The records
// SPDX-License-Identifier: Apache-2.0
// Copyright Open Network Fabric Authors

//! In-memory [`FlowService`] for tests.

use std::collections::BTreeMap;
use std::sync::Mutex;

use async_trait::async_trait;
use rte::request::RequestFlowCreate;

use crate::messages::{FlowInfo, PortsInformation, RteFlowQueryCount};
use crate::{FlowService, RpcError};

#[derive(Debug, Default)]
struct State {
    ports: Vec<PortsInformation>,
    flows: BTreeMap<(u32, u32), RequestFlowCreate>,
    next_flow_id: u32,
    list_ports_failures: u32,
    create_failures: u32,
    destroy_failures: u32,
    calls: Vec<String>,
}

/// A flow service keeping its rules in memory.
///
/// Failures of individual operations can be injected.
#[derive(Debug, Default)]
pub struct FakeFlowService {
    state: Mutex<State>,
}

fn unavailable() -> RpcError {
    RpcError::Status {
        code: tonic::Code::Unavailable,
        message: "injected failure".to_string(),
    }
}

impl FakeFlowService {
    #[must_use]
    pub fn new() -> Self {
        Self::default()
    }

    fn with_state<T>(&self, f: impl FnOnce(&mut State) -> T) -> T {
        let mut guard = match self.state.lock() {
            Ok(guard) => guard,
            Err(poisoned) => poisoned.into_inner(),
        };
        f(&mut guard)
    }

    pub fn add_port(&self, port_id: u32, pci: &str) {
        self.with_state(|s| {
            s.ports.push(PortsInformation {
                port_id,
                port_mode: "hw".to_string(),
                port_name: format!("port{port_id}"),
                port_pci: pci.to_string(),
            });
        });
    }

    pub fn fail_next_list_ports(&self, count: u32) {
        self.with_state(|s| s.list_ports_failures = count);
    }

    pub fn fail_next_create(&self, count: u32) {
        self.with_state(|s| s.create_failures = count);
    }

    pub fn fail_next_destroy(&self, count: u32) {
        self.with_state(|s| s.destroy_failures = count);
    }

    /// Rules currently installed, by `(port_id, flow_id)`.
    #[must_use]
    pub fn flows(&self) -> BTreeMap<(u32, u32), RequestFlowCreate> {
        self.with_state(|s| s.flows.clone())
    }

    /// Names of the operations called so far.
    #[must_use]
    pub fn calls(&self) -> Vec<String> {
        self.with_state(|s| s.calls.clone())
    }
}

fn take_failure(counter: &mut u32) -> bool {
    if *counter == 0 {
        return false;
    }
    *counter -= 1;
    true
}

#[async_trait]
impl FlowService for FakeFlowService {
    async fn validate(&self, _request: RequestFlowCreate) -> Result<(), RpcError> {
        self.with_state(|s| s.calls.push("validate".to_string()));
        Ok(())
    }

    async fn create(&self, request: RequestFlowCreate) -> Result<u32, RpcError> {
        self.with_state(|s| {
            s.calls.push("create".to_string());
            if take_failure(&mut s.create_failures) {
                return Err(unavailable());
            }
            let flow_id = s.next_flow_id;
            s.next_flow_id += 1;
            s.flows.insert((request.port_id, flow_id), request);
            Ok(flow_id)
        })
    }

    async fn destroy(&self, port_id: u32, flow_id: u32) -> Result<(), RpcError> {
        self.with_state(|s| {
            s.calls.push("destroy".to_string());
            if take_failure(&mut s.destroy_failures) {
                return Err(unavailable());
            }
            match s.flows.remove(&(port_id, flow_id)) {
                Some(_) => Ok(()),
                None => Err(RpcError::Flow {
                    kind: 1,
                    message: format!("no flow {flow_id} on port {port_id}"),
                }),
            }
        })
    }

    async fn query(&self, port_id: u32, flow_id: u32) -> Result<RteFlowQueryCount, RpcError> {
        self.with_state(|s| {
            s.calls.push("query".to_string());
            if s.flows.contains_key(&(port_id, flow_id)) {
                Ok(RteFlowQueryCount::default())
            } else {
                Err(RpcError::Flow {
                    kind: 1,
                    message: format!("no flow {flow_id} on port {port_id}"),
                })
            }
        })
    }

    async fn list(&self, port_id: u32) -> Result<Vec<FlowInfo>, RpcError> {
        self.with_state(|s| {
            s.calls.push("list".to_string());
            Ok(s.flows
                .keys()
                .filter(|(port, _)| *port == port_id)
                .map(|(_, flow_id)| FlowInfo {
                    flow_id: *flow_id,
                    description: String::new(),
                })
                .collect())
        })
    }

    async fn flush(&self, port_id: u32) -> Result<(), RpcError> {
        self.with_state(|s| {
            s.calls.push("flush".to_string());
            s.flows.retain(|(port, _), _| *port != port_id);
            Ok(())
        })
    }

    async fn isolate(&self, _port_id: u32, _set: bool) -> Result<(), RpcError> {
        self.with_state(|s| s.calls.push("isolate".to_string()));
        Ok(())
    }

    async fn list_ports(&self) -> Result<Vec<PortsInformation>, RpcError> {
        self.with_state(|s| {
            s.calls.push("list_ports".to_string());
            if take_failure(&mut s.list_ports_failures) {
                return Err(unavailable());
            }
            Ok(s.ports.clone())
        })
    }
}

#[cfg(test)]
mod tests {
    use super::*;

    #[tokio::test]
    async fn create_list_destroy() {
        let service = FakeFlowService::new();
        let request = RequestFlowCreate {
            port_id: 1,
            ..Default::default()
        };
        let id = service.create(request.clone()).await.unwrap();
        assert_eq!(service.list(1).await.unwrap().len(), 1);
        assert!(service.list(0).await.unwrap().is_empty());
        service.destroy(1, id).await.unwrap();
        assert!(service.destroy(1, id).await.is_err());
        assert!(service.flows().is_empty());
    }
}
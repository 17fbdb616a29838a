//! Best-fit heap allocator over a borrowed byte arena.
//!
//! [`Heap`] manages one contiguous `&mut [u8]` and hands out payload
//! addresses through the classic `malloc` / `realloc` / `free` interface. It
//! keeps no metadata outside the arena: block headers, boundary tags and the
//! free-block index all live in the managed bytes themselves.
//!
//! # Design
//!
//! Free blocks are indexed by a red-black tree keyed by block size. Each
//! distinct size occupies one tree node; further free blocks of the same size
//! hang off that node in a doubly-linked duplicate chain.
//!
//! - **Allocation** searches the tree for the smallest block that fits. An
//!   exact size with duplicates is served from the chain in O(1).
//! - **Deallocation** merges the block with free neighbors found through
//!   boundary tags, then indexes the result. A chain member can be unlinked
//!   in O(1) when a neighbor absorbs it.
//! - **Reallocation** grows in place into free neighbors when it can and
//!   moves otherwise; a failed reallocation leaves the heap untouched.
//!
//! | Operation | Cost |
//! |-----------|------|
//! | `malloc` | O(log n) in distinct free sizes |
//! | `free` | O(log n) |
//! | `realloc` | O(log n) plus the payload copy |
//! | `validate_heap` | O(blocks) |
//!
//! # Usage
//!
//! ```rust
//! use rbheap::Heap;
//!
//! let mut arena = vec![0_u8; 4096];
//! let mut heap = Heap::init(&mut arena).unwrap();
//!
//! let a = heap.malloc(100).unwrap();
//! let b = heap.malloc(200).unwrap();
//! heap.payload_mut(a).fill(0xaa);
//!
//! // `a` grows in place or moves; its bytes come along.
//! let a = heap.realloc(Some(a), 500).unwrap();
//! assert!(heap.payload(a)[..100].iter().all(|&byte| byte == 0xaa));
//!
//! heap.free(Some(a));
//! heap.free(Some(b));
//! assert_eq!(heap.free_total(), 1);
//! assert!(heap.validate_heap());
//! ```
//!
//! # Diagnostics
//!
//! [`Heap::check_heap`] walks the whole heap and reports the first broken
//! invariant as a [`Violation`]; [`Heap::validate_heap`] is its boolean form.
//! [`Heap::heap_diff`] compares the block layout with an expected one, and
//! [`Heap::size_classes`] lists the free-block sizes in ascending order.
//!
//! With the `tracing` feature the allocator emits `tracing` events for its
//! decisions. With the `breakpoint` feature a debug build traps into an
//! attached debugger when validation fails.
//!
//! # Thread Safety
//!
//! A `Heap` borrows its arena mutably and is driven through `&mut self`. It
//! is `Send` but concurrent use needs external synchronization.

#![cfg_attr(not(test), no_std)]
#![cfg_attr(coverage_nightly, feature(coverage_attribute))]

mod arena;
mod block;
mod chain;
mod coalesce;
mod diff;
mod heap;
mod trace;
mod tree;
mod validate;

pub use self::{
    block::{
        ALIGNMENT, MAX_REQUEST_SIZE, MIN_BLOCK_SIZE, MIN_HEAP_SIZE, SENTINEL_WIDTH, WORD,
        heap_align,
    },
    diff::{BlockStatus, HeapBlock},
    heap::{Addr, Heap, InitError},
    tree::SizeClasses,
    validate::Violation,
};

What you are asked to do
Quote the listing above from its first line to the line with "let mut guard", inclusive, and add nothing.

Response
// SPDX-License-Identifier: Apache-2.0
// Copyright Open Network Fabric Authors

//! In-memory [`FlowService`] for tests.

use std::collections::BTreeMap;
use std::sync::Mutex;

use async_trait::async_trait;
use rte::request::RequestFlowCreate;

use crate::messages::{FlowInfo, PortsInformation, RteFlowQueryCount};
use crate::{FlowService, RpcError};

#[derive(Debug, Default)]
struct State {
    ports: Vec<PortsInformation>,
    flows: BTreeMap<(u32, u32), RequestFlowCreate>,
    next_flow_id: u32,
    list_ports_failures: u32,
    create_failures: u32,
    destroy_failures: u32,
    calls: Vec<String>,
}

/// A flow service keeping its rules in memory.
///
/// Failures of individual operations can be injected.
#[derive(Debug, Default)]
pub struct FakeFlowService {
    state: Mutex<State>,
}

fn unavailable() -> RpcError {
    RpcError::Status {
        code: tonic::Code::Unavailable,
        message: "injected failure".to_string(),
    }
}

impl FakeFlowService {
    #[must_use]
    pub fn new() -> Self {
        Self::default()
    }

    fn with_state<T>(&self, f: impl FnOnce(&mut State) -> T) -> T {
        let mut guard = match self.state.lock() {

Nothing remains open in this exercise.